- **WORK TO BE COMPLETED**
Would you output the entries below only from the line containing "let Some(mut public_point)" through the line containing "pub fn is_canonical_public_key(public_key: &[u8;", exactly as they stand and with both ends included?

===== INFORMATION PROVIDED

//! Deterministic Curve25519 signatures.
//!
//! Keys and signatures follow the Nxt KCDSA construction: the private scalar is the clamped
//! SHA-256 of the secret phrase, the public key is the Montgomery u-coordinate of the matching
//! point, and a signature is the pair `(v, h)` where `h` commits to the message and the nonce
//! point. No external randomness is involved, so the same phrase and message always produce the
//! same signature.

use curve25519_dalek::{
	constants::ED25519_BASEPOINT_POINT, edwards::EdwardsPoint, montgomery::MontgomeryPoint,
	scalar::Scalar,
};
use num_bigint::BigUint;
use thiserror::Error;

use super::{digest_pair, single_digest};

pub const PUBLIC_KEY_LENGTH: usize = 32;
pub const SIGNATURE_LENGTH: usize = 64;

const MONTGOMERY_A: u32 = 486_662;
const BASE_U: u32 = 9;
/// Square of the base point's Montgomery y.
const BASE_Y_SQUARED: u32 = 39_420_360;
/// `1 / (2 * y)` for the base point, little-endian.
const BASE_R2Y: [u8; 32] = [
	0x70, 0x16, 0x00, 0x40, 0x19, 0xf2, 0x69, 0xd3, 0x48, 0x22, 0x45, 0x48, 0x9a, 0x67, 0x4d, 0x88,
	0x19, 0x5d, 0xbf, 0x16, 0x74, 0xda, 0x7d, 0xe5, 0x53, 0x5e, 0x05, 0x37, 0x26, 0x35, 0xc0, 0x17,
];

#[derive(Error, Debug, Clone, PartialEq, Eq)]
pub enum SigningError {
	#[error("Secret phrase is empty")]
	EmptySecretPhrase,

	#[error("Public key is not canonical")]
	NonCanonicalPublicKey,

	#[error("Signature is not canonical")]
	NonCanonicalSignature,
}

struct KeyPair {
	public_key: [u8; PUBLIC_KEY_LENGTH],
	/// Inverse of the private scalar, negated when the public point's Montgomery y is odd.
	signing_scalar: Scalar,
}

fn clamp(mut bytes: [u8; 32]) -> [u8; 32] {
	bytes[0] &= 248;
	bytes[31] &= 127;
	bytes[31] |= 64;
	bytes
}

/// Montgomery u-coordinate and private scalar for a 32-byte seed.
fn keygen(seed: [u8; 32]) -> (MontgomeryPoint, EdwardsPoint, Scalar) {
	let scalar = Scalar::from_bytes_mod_order(clamp(seed));
	let point = EdwardsPoint::mul_base(&scalar);
	(point.to_montgomery(), point, scalar)
}

fn derive_key_pair(secret_phrase: &str) -> Result<KeyPair, SigningError> {
	if secret_phrase.is_empty() {
		return Err(SigningError::EmptySecretPhrase);
	}
	let (public_point, edwards, scalar) = keygen(single_digest(secret_phrase.as_bytes()));
	let inverse = scalar.invert();
	let signing_scalar = if has_positive_y(&edwards) {
		inverse
	} else {
		-inverse
	};

	let public_key = public_point.to_bytes();
	if !is_canonical_public_key(&public_key) {
		return Err(SigningError::NonCanonicalPublicKey);
	}
	Ok(KeyPair {
		public_key,
		signing_scalar,
	})
}

/// Whether the point's Montgomery y, taken against the base point `(9, y)`, is even.
///
/// Only the u-coordinates of `P` and `P + G` are needed: the chord through them gives
/// `-2 * y(P) * y(G)`, and scaling by `1 / (2 * y(G))` leaves `-y(P)`.
fn has_positive_y(point: &EdwardsPoint) -> bool {
	let prime = (BigUint::from(1u32) << 255u32) - 19u32;
	let coordinate = |point: &EdwardsPoint| BigUint::from_bytes_le(point.to_montgomery().as_bytes());
	let u = coordinate(point);
	let u_sum = coordinate(&(point + &ED25519_BASEPOINT_POINT));

	let y_squared = (&u * &u * &u + &u * &u * MONTGOMERY_A + &u) % &prime;
	let gap = (BigUint::from(BASE_U) + &prime - &u) % &prime;
	let chord = (u_sum + BASE_U + &u + MONTGOMERY_A) * &gap * &gap % &prime;
	let cross = (chord + &prime + &prime - y_squared - BASE_Y_SQUARED) % &prime;
	let negated_y = cross * BigUint::from_bytes_le(&BASE_R2Y) % &prime;
	negated_y.bit(0)
}

/// Public key for a secret phrase.
pub fn public_key(secret_phrase: &str) -> Result<[u8; PUBLIC_KEY_LENGTH], SigningError> {
	derive_key_pair(secret_phrase).map(|pair| pair.public_key)
}

/// Sign a message with the key derived from `secret_phrase`.
///
/// # Arguments
/// * `message` - The bytes to sign. For transactions this is the unsigned transaction bytes.
/// * `secret_phrase` - The account secret phrase.
///
/// # Returns
/// The 64-byte signature, or a `SigningError` if the key or signature is not canonical.
pub fn sign(message: &[u8], secret_phrase: &str) -> Result<[u8; SIGNATURE_LENGTH], SigningError> {
	let pair = derive_key_pair(secret_phrase)?;
	let message_hash = single_digest(message);
	let (nonce_point, _, nonce) =
		keygen(digest_pair(&message_hash, &pair.signing_scalar.to_bytes()));
	let h = digest_pair(&message_hash, nonce_point.as_bytes());
	let v = (nonce - Scalar::from_bytes_mod_order(h)) * pair.signing_scalar;
	finish_signature(v.to_bytes(), h)
}

fn finish_signature(v: [u8; 32], h: [u8; 32]) -> Result<[u8; SIGNATURE_LENGTH], SigningError> {
	let mut signature = [0u8; SIGNATURE_LENGTH];
	signature[..32].copy_from_slice(&v);
	signature[32..].copy_from_slice(&h);
	ensure_canonical_signature(&signature)?;
	Ok(signature)
}

/// Check a signature against a message and public key.
pub fn verify(
	signature: &[u8; SIGNATURE_LENGTH],
	message: &[u8],
	public_key: &[u8; PUBLIC_KEY_LENGTH],
) -> bool {
	if !is_canonical_public_key(public_key) {
		return false;
	}
	let (v, h) = split_signature(signature);
	let Some(v) = Option::<Scalar>::from(Scalar::from_canonical_bytes(v)) else {
		return false;
	};
	let Some(mut public_point) = MontgomeryPoint(*public_key).to_edwards(0) else {
		return false;
	};
	if !has_positive_y(&public_point) {
		public_point = -public_point;
	}
	let nonce_point = EdwardsPoint::vartime_double_scalar_mul_basepoint(
		&v,
		&public_point,
		&Scalar::from_bytes_mod_order(h),
	);
	digest_pair(&single_digest(message), nonce_point.to_montgomery().as_bytes()) == h
}

/// A public key is canonical when its field element is below 2^255 - 19.
pub fn is_canonical_public_key(public_key: &[u8; PUBLIC_KEY_LENGTH]) -> bool {
	if public_key[31] & 0x80 != 0 {
		return false;
	}
	let at_or_above_prime = public_key[31] == 0x7f
		&& public_key[1..31].iter().all(|byte| *byte == 0xff)
		&& public_key[0] >= 0xed;
	!at_or_above_prime
}

/// A signature is canonical when its `v` half is a reduced scalar.
pub fn ensure_canonical_signature(signature: &[u8; SIGNATURE_LENGTH]) -> Result<(), SigningError> {
	let (v, _) = split_signature(signature);
	if bool::from(Scalar::from_canonical_bytes(v).is_some()) {
		Ok(())
	} else {
		Err(SigningError::NonCanonicalSignature)
	}
}

fn split_signature(signature: &[u8; SIGNATURE_LENGTH]) -> ([u8; 32], [u8; 32]) {
	let mut v = [0u8; 32];
	let mut h = [0u8; 32];
	v.copy_from_slice(&signature[..32]);
	h.copy_from_slice(&signature[32..]);
	(v, h)
}
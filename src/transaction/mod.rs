//! Transactions: the ledger model, the binary/JSON codec, attachments, local construction and
//! the validate-sign-broadcast flow for outgoing transactions.

/// Type-specific attachments
pub mod attachment;
/// Builder for unsigned transaction bytes
pub mod builder;
/// Chain and transaction type tables
pub mod chain;
/// Binary and JSON transaction codec
pub mod codec;
/// Validation, signing and broadcasting of node-built transactions
pub mod sender;

use chrono::{DateTime, Utc};
use std::fmt;
use std::hash::{Hash, Hasher};

pub use attachment::{Attachment, OrderIssueAttachment};
pub use builder::{TransactionBuilder, TransactionError};
pub use chain::{Chain, NodeConstants};
pub use codec::{BASE_LENGTH, CodecError, SIGNATURE_OFFSET, TransactionBytes, TransactionHeader};
pub use sender::{ExchangeOrder, Payment, TransactionSender};

/// Blocks on top of a transaction's block before it counts as confirmed.
pub const CONFIRMATION_DEPTH: u32 = 5;

/// Where a transaction stands relative to the chain tip.
#[derive(Debug, Clone, Copy, PartialEq, Eq)]
pub enum ConfirmationState {
	/// Not in a block.
	Unconfirmed,
	/// In a block fewer than [`CONFIRMATION_DEPTH`] blocks below the tip.
	Building,
	Confirmed,
}

impl ConfirmationState {
	pub fn label(&self) -> &'static str {
		match self {
			ConfirmationState::Unconfirmed => "Pending",
			ConfirmationState::Building => "Building",
			ConfirmationState::Confirmed => "Confirmed",
		}
	}
}

impl fmt::Display for ConfirmationState {
	fn fmt(&self, f: &mut fmt::Formatter<'_>) -> fmt::Result {
		f.write_str(self.label())
	}
}

/// A ledger transaction, confirmed or not.
///
/// Equality and hashing use the full hash only. After construction only the block id and height
/// change, as the transaction moves between confirmation states.
#[derive(Debug, Clone)]
pub struct Transaction {
	id: u64,
	full_hash: [u8; 32],
	version: u8,
	chain_id: u32,
	sender_id: u64,
	recipient_id: u64,
	amount: i64,
	fee: i64,
	timestamp: DateTime<Utc>,
	tx_type: i8,
	subtype: i8,
	type_label: String,
	block_id: u64,
	height: u32,
}

impl Transaction {
	/// Decode a binary transaction. The result is unconfirmed.
	pub fn from_bytes(bytes: &[u8], constants: &NodeConstants) -> Result<Self, CodecError> {
		TransactionBytes::parse(bytes, constants).map(|tx| tx.to_transaction(constants))
	}

	/// Decode a transaction from its node JSON representation.
	pub fn from_json(
		value: &serde_json::Value,
		constants: &NodeConstants,
	) -> Result<Self, CodecError> {
		codec::parse_json(value, constants)
	}

	/// Same transaction placed at a different block, e.g. as reported again after a reorg.
	pub fn with_confirmation(mut self, block_id: u64, height: u32) -> Self {
		self.set_confirmation(block_id, height);
		self
	}

	pub(crate) fn set_confirmation(&mut self, block_id: u64, height: u32) {
		if block_id == 0 {
			self.block_id = 0;
			self.height = 0;
		} else {
			self.block_id = block_id;
			self.height = height;
		}
	}

	pub fn id(&self) -> u64 {
		self.id
	}

	pub fn full_hash(&self) -> &[u8; 32] {
		&self.full_hash
	}

	pub fn full_hash_hex(&self) -> String {
		hex::encode(self.full_hash)
	}

	pub fn version(&self) -> u8 {
		self.version
	}

	pub fn chain_id(&self) -> u32 {
		self.chain_id
	}

	pub fn sender_id(&self) -> u64 {
		self.sender_id
	}

	pub fn recipient_id(&self) -> u64 {
		self.recipient_id
	}

	pub fn amount(&self) -> i64 {
		self.amount
	}

	pub fn fee(&self) -> i64 {
		self.fee
	}

	pub fn timestamp(&self) -> DateTime<Utc> {
		self.timestamp
	}

	pub fn tx_type(&self) -> i8 {
		self.tx_type
	}

	pub fn subtype(&self) -> i8 {
		self.subtype
	}

	pub fn type_label(&self) -> &str {
		&self.type_label
	}

	pub fn block_id(&self) -> u64 {
		self.block_id
	}

	pub fn height(&self) -> u32 {
		self.height
	}

	pub fn is_confirmed(&self) -> bool {
		self.block_id != 0
	}

	pub fn confirmation_state(&self, tip: u32) -> ConfirmationState {
		if self.block_id == 0 {
			ConfirmationState::Unconfirmed
		} else if tip.saturating_sub(self.height) < CONFIRMATION_DEPTH {
			ConfirmationState::Building
		} else {
			ConfirmationState::Confirmed
		}
	}
}

impl PartialEq for Transaction {
	fn eq(&self, other: &Self) -> bool {
		self.full_hash == other.full_hash
	}
}

impl Eq for Transaction {}

impl Hash for Transaction {
	fn hash<H: Hasher>(&self, state: &mut H) {
		self.full_hash.hash(state);
	}
}

#[cfg(test)]
pub(crate) mod fixtures {
	use super::*;
	use std::collections::HashMap;

	pub const EPOCH_MILLIS: i64 = 1_514_296_800_000;

	pub fn constants() -> NodeConstants {
		let epoch = DateTime::from_timestamp_millis(EPOCH_MILLIS).unwrap();
		let types: HashMap<(i8, i8), String> = [
			((0, 0), "OrdinaryPayment"),
			((11, 0), "ExchangeOrderIssue"),
			((-4, 0), "FxtExchangeOrderIssue"),
		]
		.into_iter()
		.map(|(key, name)| (key, name.to_string()))
		.collect();
		NodeConstants::new(
			epoch,
			[Chain::new(1, "ARDR", 8), Chain::new(2, "IGNIS", 8)],
			types,
		)
	}

	/// Unconfirmed IGNIS payment whose full hash is `[seed; 32]`.
	pub fn transaction(seed: u8, timestamp: u32) -> Transaction {
		let full_hash = [seed; 32];
		Transaction {
			id: codec::compute_id(&full_hash),
			full_hash,
			version: 1,
			chain_id: 2,
			sender_id: 1,
			recipient_id: 2,
			amount: 100,
			fee: 1,
			timestamp: constants().to_time(timestamp),
			tx_type: 0,
			subtype: 0,
			type_label: "OrdinaryPayment".to_string(),
			block_id: 0,
			height: 0,
		}
	}
}

#[cfg(test)]
mod tests {
	use super::*;

	#[test]
	fn test_confirmation_state() {
		let tx = fixtures::transaction(1, 10);
		assert_eq!(tx.confirmation_state(100), ConfirmationState::Unconfirmed);

		let tx = tx.with_confirmation(55, 96);
		assert_eq!(tx.confirmation_state(100), ConfirmationState::Building);
		assert_eq!(tx.confirmation_state(101), ConfirmationState::Confirmed);
		// The tip may lag behind a freshly reported block.
		assert_eq!(tx.confirmation_state(90), ConfirmationState::Building);
		assert_eq!(tx.confirmation_state(101).label(), "Confirmed");
	}

	#[test]
	fn test_equality_uses_full_hash() {
		let a = fixtures::transaction(4, 10);
		let b = fixtures::transaction(4, 99).with_confirmation(7, 8);
		assert_eq!(a, b);
		assert_ne!(a, fixtures::transaction(5, 10));
	}

	#[test]
	fn test_zero_block_clears_height() {
		let tx = fixtures::transaction(1, 10).with_confirmation(0, 44);
		assert_eq!((tx.block_id(), tx.height()), (0, 0));
	}
}
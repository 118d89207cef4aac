//! Progress tracking for the event loop.
//!
//! This module provides the `SyncProgressTracker`, which counts what the event loop has processed
//! (batches, events per kind, empty waits, skipped events) and logs a summary periodically and
//! when the session stops.

use chrono::{DateTime, Utc};
use tracing::info;

use super::events::SyncEvent;

/// Batches between two periodic progress log lines.
const LOG_INTERVAL_BATCHES: usize = 100;

/// Service for tracking event loop progress
#[derive(Debug, Clone)]
pub struct SyncProgressTracker {
    /// When the session started
    started_at: DateTime<Utc>,
    /// Highest chain height reported by a pushed block
    highest_tip: u32,
    /// Non-empty event batches processed
    batches_processed: usize,
    /// Waits that returned no events
    empty_waits: usize,
    blocks_pushed: usize,
    blocks_popped: usize,
    transactions_added: usize,
    transactions_removed: usize,
    /// Events that failed without ending the session
    events_skipped: usize,
    /// Batch count at the last progress log line
    last_logged_batch: usize,
}

impl SyncProgressTracker {
    /// Create a new progress tracker starting at the given tip.
    pub fn new(start_tip: u32) -> Self {
        Self {
            started_at: Utc::now(),
            highest_tip: start_tip,
            batches_processed: 0,
            empty_waits: 0,
            blocks_pushed: 0,
            blocks_popped: 0,
            transactions_added: 0,
            transactions_removed: 0,
            events_skipped: 0,
            last_logged_batch: 0,
        }
    }

    /// Record a processed event
    pub fn record_event(&mut self, event: &SyncEvent) {
        match event {
            SyncEvent::BlockPushed => self.blocks_pushed += 1,
            SyncEvent::BlockPopped { .. } => self.blocks_popped += 1,
            SyncEvent::TransactionAdded { .. } => self.transactions_added += 1,
            SyncEvent::UnconfirmedRemoved { .. } => self.transactions_removed += 1,
        }
    }

    pub fn record_tip(&mut self, tip: u32) {
        self.highest_tip = self.highest_tip.max(tip);
    }

    pub fn record_skipped(&mut self) {
        self.events_skipped += 1;
    }

    pub fn record_empty_wait(&mut self) {
        self.empty_waits += 1;
    }

    pub fn record_batch(&mut self) {
        self.batches_processed += 1;
    }

    /// Log progress at regular intervals or when forced
    pub fn log_progress(&mut self, force: bool) {
        let batches_since_last_log = self.batches_processed - self.last_logged_batch;
        if force || batches_since_last_log >= LOG_INTERVAL_BATCHES {
            info!("Sync progress: {}", self.get_stats().summary());
            self.last_logged_batch = self.batches_processed;
        }
    }

    /// Get sync statistics as a SyncStats struct
    pub fn get_stats(&self) -> SyncStats {
        SyncStats {
            started_at: self.started_at,
            highest_tip: self.highest_tip,
            batches_processed: self.batches_processed,
            empty_waits: self.empty_waits,
            blocks_pushed: self.blocks_pushed,
            blocks_popped: self.blocks_popped,
            transactions_added: self.transactions_added,
            transactions_removed: self.transactions_removed,
            events_skipped: self.events_skipped,
        }
    }
}

/// Statistics about one sync session
#[derive(Debug, Clone, PartialEq, Eq)]
pub struct SyncStats {
    pub started_at: DateTime<Utc>,
    pub highest_tip: u32,
    pub batches_processed: usize,
    pub empty_waits: usize,
    pub blocks_pushed: usize,
    pub blocks_popped: usize,
    pub transactions_added: usize,
    pub transactions_removed: usize,
    pub events_skipped: usize,
}

impl SyncStats {
    /// Get a human-readable summary of the sync statistics
    pub fn summary(&self) -> String {
        let elapsed = Utc::now() - self.started_at;
        format!(
            "{} batches in {}s up to height {}: {} blocks pushed, {} popped, {} transactions added, {} removed, {} empty waits{}",
            self.batches_processed,
            elapsed.num_seconds(),
            self.highest_tip,
            self.blocks_pushed,
            self.blocks_popped,
            self.transactions_added,
            self.transactions_removed,
            self.empty_waits,
            if self.events_skipped == 0 {
                String::new()
            } else {
                format!(" ({} events skipped)", self.events_skipped)
            }
        )
    }
}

==========

- **EXERCISE SOLUTION**
	let Some(mut public_point) = MontgomeryPoint(*public_key).to_edwards(0) else {
		return false;
	};
	if !has_positive_y(&public_point) {
		public_point = -public_point;
	}
	let nonce_point = EdwardsPoint::vartime_double_scalar_mul_basepoint(
		&v,
		&public_point,
		&Scalar::from_bytes_mod_order(h),
	);
	digest_pair(&single_digest(message), nonce_point.to_montgomery().as_bytes()) == h
}

/// A public key is canonical when its field element is below 2^255 - 19.
pub fn is_canonical_public_key(public_key: &[u8; PUBLIC_KEY_LENGTH]) -> bool {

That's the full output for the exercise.